I first saw a Sit/Stand desk in a Chiropractic clinic in Norway back in 2001 - since then they have become the norm throughout Scandinavia but have only recently become a more of a feature of offices in the UK.
The cumulative effect of sitting for long periods for years on end has been associated with a wide range of chronic diseases including obesity, heart attacks and cancer. The scientific evidence that sitting is bad for you goes right back to the 1950s when researchers noticed that the rate of heart attacks was much higher in London bus drivers (who sat) than it was in the bus conductors (who stood).
Sitting has even been described as “the new smoking” - and whilst this is a bit over the top, it does indicate the seriousness of the conditions contributed to by sedentary behaviours.

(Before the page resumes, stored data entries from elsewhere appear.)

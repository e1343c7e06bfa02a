//! Residual norms used to check a computed solution against the original system.

use nalgebra::{allocator::Allocator, DefaultAllocator, Dim, Matrix, RealField, Storage, U1};
use num_traits::NumCast;

fn rms<T, I>(values: I, len: usize) -> T
where
    T: RealField + NumCast + Copy,
    I: Iterator<Item = T>,
{
    if len == 0 {
        return T::zero();
    }
    let len = T::from(len).unwrap_or_else(T::one);
    (values.map(|x| x.powi(2)).fold(T::zero(), |acc, x| acc + x) / len).sqrt()
}

/// Root-mean-square of a vector.
pub fn norm_rms<T, D, S>(v: &Matrix<T, D, U1, S>) -> T
where
    T: RealField + NumCast + Copy,
    D: Dim,
    S: Storage<T, D>,
{
    rms(v.iter().copied(), v.nrows())
}

/// Weighted root-mean-square norm, `sqrt(sum((v_i * w_i)^2) / n)`.
pub fn norm_wrms<T, D, SA, SB>(v: &Matrix<T, D, U1, SA>, w: &Matrix<T, D, U1, SB>) -> T
where
    T: RealField + NumCast + Copy,
    D: Dim,
    SA: Storage<T, D>,
    SB: Storage<T, D>,
{
    debug_assert_eq!(v.nrows(), w.nrows());
    rms(v.iter().zip(w.iter()).map(|(v, w)| *v * *w), v.nrows())
}

/// Weighted RMS norm of the residual `A x - b`, with one weight per equation.
pub fn residual_wrms<T, D, SA, SB, SC, SW>(
    mat_a: &Matrix<T, D, D, SA>,
    x: &Matrix<T, D, U1, SB>,
    b: &Matrix<T, D, U1, SC>,
    w: &Matrix<T, D, U1, SW>,
) -> T
where
    T: RealField + NumCast + Copy,
    D: Dim,
    SA: Storage<T, D, D>,
    SB: Storage<T, D>,
    SC: Storage<T, D>,
    SW: Storage<T, D>,
    DefaultAllocator: Allocator<T, D>,
{
    let ax = mat_a * x;
    rms(
        ax.iter()
            .zip(b.iter())
            .zip(w.iter())
            .map(|((ax, b), w)| (*ax - *b) * *w),
        b.nrows(),
    )
}

/// RMS norm of the residual `A x - b`.
pub fn residual_rms<T, D, SA, SB, SC>(
    mat_a: &Matrix<T, D, D, SA>,
    x: &Matrix<T, D, U1, SB>,
    b: &Matrix<T, D, U1, SC>,
) -> T
where
    T: RealField + NumCast + Copy,
    D: Dim,
    SA: Storage<T, D, D>,
    SB: Storage<T, D>,
    SC: Storage<T, D>,
    DefaultAllocator: Allocator<T, D>,
{
    let ax = mat_a * x;
    rms(ax.iter().zip(b.iter()).map(|(ax, b)| *ax - *b), b.nrows())
}

/// Largest component-wise relative error `|(A x)_i - b_i| / max(|b_i|, 1)`.
pub fn max_relative_residual<T, D, SA, SB, SC>(
    mat_a: &Matrix<T, D, D, SA>,
    x: &Matrix<T, D, U1, SB>,
    b: &Matrix<T, D, U1, SC>,
) -> T
where
    T: RealField + Copy,
    D: Dim,
    SA: Storage<T, D, D>,
    SB: Storage<T, D>,
    SC: Storage<T, D>,
    DefaultAllocator: Allocator<T, D>,
{
    (mat_a * x)
        .iter()
        .zip(b.iter())
        .map(|(ax, b)| (*ax - *b).abs() / b.abs().max(T::one()))
        .fold(T::zero(), |acc, r| acc.max(r))
}

#[cfg(test)]
mod test {
    use super::*;
    use nalgebra::{matrix, vector, DVector};

    #[test]
    fn test_norm_rms() {
        const LENGTH: usize = 32;

        let x = DVector::from_element(LENGTH, -0.5);
        assert_eq!(norm_rms(&x), 0.5);
        assert_eq!(norm_rms(&DVector::<f64>::zeros(0)), 0.0);
    }

    #[test]
    fn test_norm_wrms() {
        const LENGTH: usize = 32;

        let x = DVector::from_element(LENGTH, -0.5);
        let w = DVector::from_element(LENGTH, 0.5);
        assert_eq!(norm_wrms(&x, &w), 0.25);
    }

    #[test]
    fn test_residual_wrms() {
        let mat_a = matrix![
            2.0, 0.0;
            0.0, 4.0;
        ];
        let b = vector![2.0, 4.0];
        let off = vector![1.5, 1.0];

        // the weights silence the second equation and double the first
        let w = vector![2.0, 0.0];
        assert_eq!(residual_wrms(&mat_a, &off, &b, &w), (2.0f64).sqrt());
        assert_eq!(
            residual_wrms(&mat_a, &off, &b, &vector![1.0, 1.0]),
            residual_rms(&mat_a, &off, &b)
        );
    }

    #[test]
    fn test_residuals() {
        let mat_a = matrix![
            2.0, 0.0;
            0.0, 4.0;
        ];
        let b = vector![2.0, 4.0];

        let exact = vector![1.0, 1.0];
        assert_eq!(residual_rms(&mat_a, &exact, &b), 0.0);
        assert_eq!(max_relative_residual(&mat_a, &exact, &b), 0.0);

        let off = vector![1.5, 1.0];
        assert_eq!(residual_rms(&mat_a, &off, &b), (0.5f64).sqrt());
        assert_eq!(max_relative_residual(&mat_a, &off, &b), 0.5);
    }
}
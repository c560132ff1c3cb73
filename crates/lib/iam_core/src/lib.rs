//! # iam_core
//!
//! Core identity logic for the IAM API: the in-memory user store, the JWT
//! token manager and the signup/signin/signout workflow built on both.

pub mod auth;
pub mod config;
pub mod models;
pub mod redact;
pub mod store;

/// Returns the crate version.
pub fn version() -> &'static str {
    env!("CARGO_PKG_VERSION")
}

#[cfg(test)]
mod tests {
    use super::*;

    #[test]
    fn version_is_not_empty() {
        assert!(!version().is_empty());
    }
}
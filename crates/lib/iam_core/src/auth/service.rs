//! Signup, signin and signout on top of a [`UserStore`] and a [`TokenManager`].
//!
//! Signout does not revoke anything: a signed-out access token stays valid
//! until it expires, so repeated signouts with the same token all succeed.

use std::sync::Arc;

use super::AuthError;
use super::jwt::TokenManager;
use super::password::verify_password;
use crate::models::auth::{Claims, TokenKind, TokenPair};
use crate::models::user::{CreateUser, User};
use crate::store::UserStore;

const TOKEN_TYPE_BEARER: &str = "Bearer";

/// Signup input.
#[derive(Debug, Clone)]
pub struct SignupInput {
    pub first_name: String,
    pub last_name: String,
    pub email: String,
    pub password: String,
    pub confirm_password: String,
}

/// Authentication workflow. Cheap to clone; clones share the same store.
#[derive(Clone)]
pub struct AuthService {
    store: Arc<dyn UserStore>,
    tokens: TokenManager,
}

impl AuthService {
    pub fn new(store: Arc<dyn UserStore>, tokens: TokenManager) -> Self {
        Self { store, tokens }
    }

    /// The user store this service reads and writes.
    pub fn store(&self) -> &Arc<dyn UserStore> {
        &self.store
    }

    /// The token manager this service issues and checks tokens with.
    pub fn tokens(&self) -> &TokenManager {
        &self.tokens
    }

    /// Register a new user.
    pub fn signup(&self, input: SignupInput) -> Result<User, AuthError> {
        if input.password != input.confirm_password {
            return Err(AuthError::PasswordMismatch);
        }

        let user = self.store.create(CreateUser {
            first_name: input.first_name,
            last_name: input.last_name,
            email: input.email,
            password: input.password,
        })?;
        Ok(user)
    }

    /// Check credentials and issue an access/refresh token pair.
    ///
    /// An unknown email is `NotFound`; a wrong password is `InvalidCredentials`.
    pub fn signin(&self, email: &str, password: &str) -> Result<TokenPair, AuthError> {
        let creds = self.store.query_credentials_by_email(email)?;
        if !verify_password(password, &creds.password_hash)? {
            return Err(AuthError::InvalidCredentials);
        }
        self.issue_pair(&creds.user.id)
    }

    /// End a session presented as `Bearer <access token>`.
    ///
    /// Refresh tokens are refused. The subject must still exist.
    pub fn signout(&self, bearer: &str) -> Result<(), AuthError> {
        let claims = self.tokens.parse(bearer)?;
        if claims.token_type != TokenKind::Access {
            return Err(AuthError::InvalidToken);
        }
        self.store.query_by_id(&claims.sub)?;
        Ok(())
    }

    /// Exchange `Bearer <refresh token>` for a fresh token pair.
    pub fn refresh(&self, bearer: &str) -> Result<TokenPair, AuthError> {
        let claims = self.tokens.parse(bearer)?;
        if claims.token_type != TokenKind::Refresh {
            return Err(AuthError::InvalidToken);
        }
        let user = self.store.query_by_id(&claims.sub)?;
        self.issue_pair(&user.id)
    }

    /// Verify a raw access token (no scheme prefix) for a protected request.
    pub fn authenticate(&self, token: &str) -> Result<Claims, AuthError> {
        let claims = self.tokens.verify(token)?;
        if claims.token_type != TokenKind::Access {
            return Err(AuthError::InvalidToken);
        }
        Ok(claims)
    }

    fn issue_pair(&self, subject: &str) -> Result<TokenPair, AuthError> {
        let access_token = self
            .tokens
            .generate(&self.tokens.standard_claims(subject, TokenKind::Access))?;
        let refresh_token = self
            .tokens
            .generate(&self.tokens.standard_claims(subject, TokenKind::Refresh))?;

        Ok(TokenPair {
            access_token,
            refresh_token,
            token_type: TOKEN_TYPE_BEARER.to_string(),
            expires_in: self.tokens.lifetime_secs(TokenKind::Access),
        })
    }
}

The mounting evidence for the negative health impacts of prolonged sitting has also gone hand in hand with research on the health benefits of variable height desks. For example, one 2011 study found that using sit stand desks was associated with a 54% reduction in back and neck pain after just 4 weeks.
Much of the current research has been lead by James Levine of the Mayo Clinic research Centre in Minnesota. Based on his research, his general advice is firstly to get up, second to get up more often and third, once you’re up - move. The signs so far are that the negative impacts of sitting all day are not overcome by heading to the gym after work. The solution appears to be incorporating standing, pacing and other natural moments into your day and standing at your desk for at least some of the day is a simple way of doing this.
The effect of having Sit stand desks in our Bosq Lane practice has been transformative. I thought that they would be useful but didn’t realise quite how dramatic the benefits would be. The ease with which the height of the desks can be changed is key - if the process is too complex, time consuming or inconvenient, the incentive to switch posture goes and the undoubted health benefits are lost. The MikoMax Stand Up desks we have purchased from POS have a very simple mechanism which enables continuous instantaneous transitions between sitting and standing and a huge range of working postures every day.
There is no ‘perfect’ sitting position at a desk - regardless of how well the desk is set up. The human body is meant to move and sit stand desks are an obvious way of enabling that movement and when combined with the ingenious HÅG Capisco task chairs, provide the ideal workstation solution.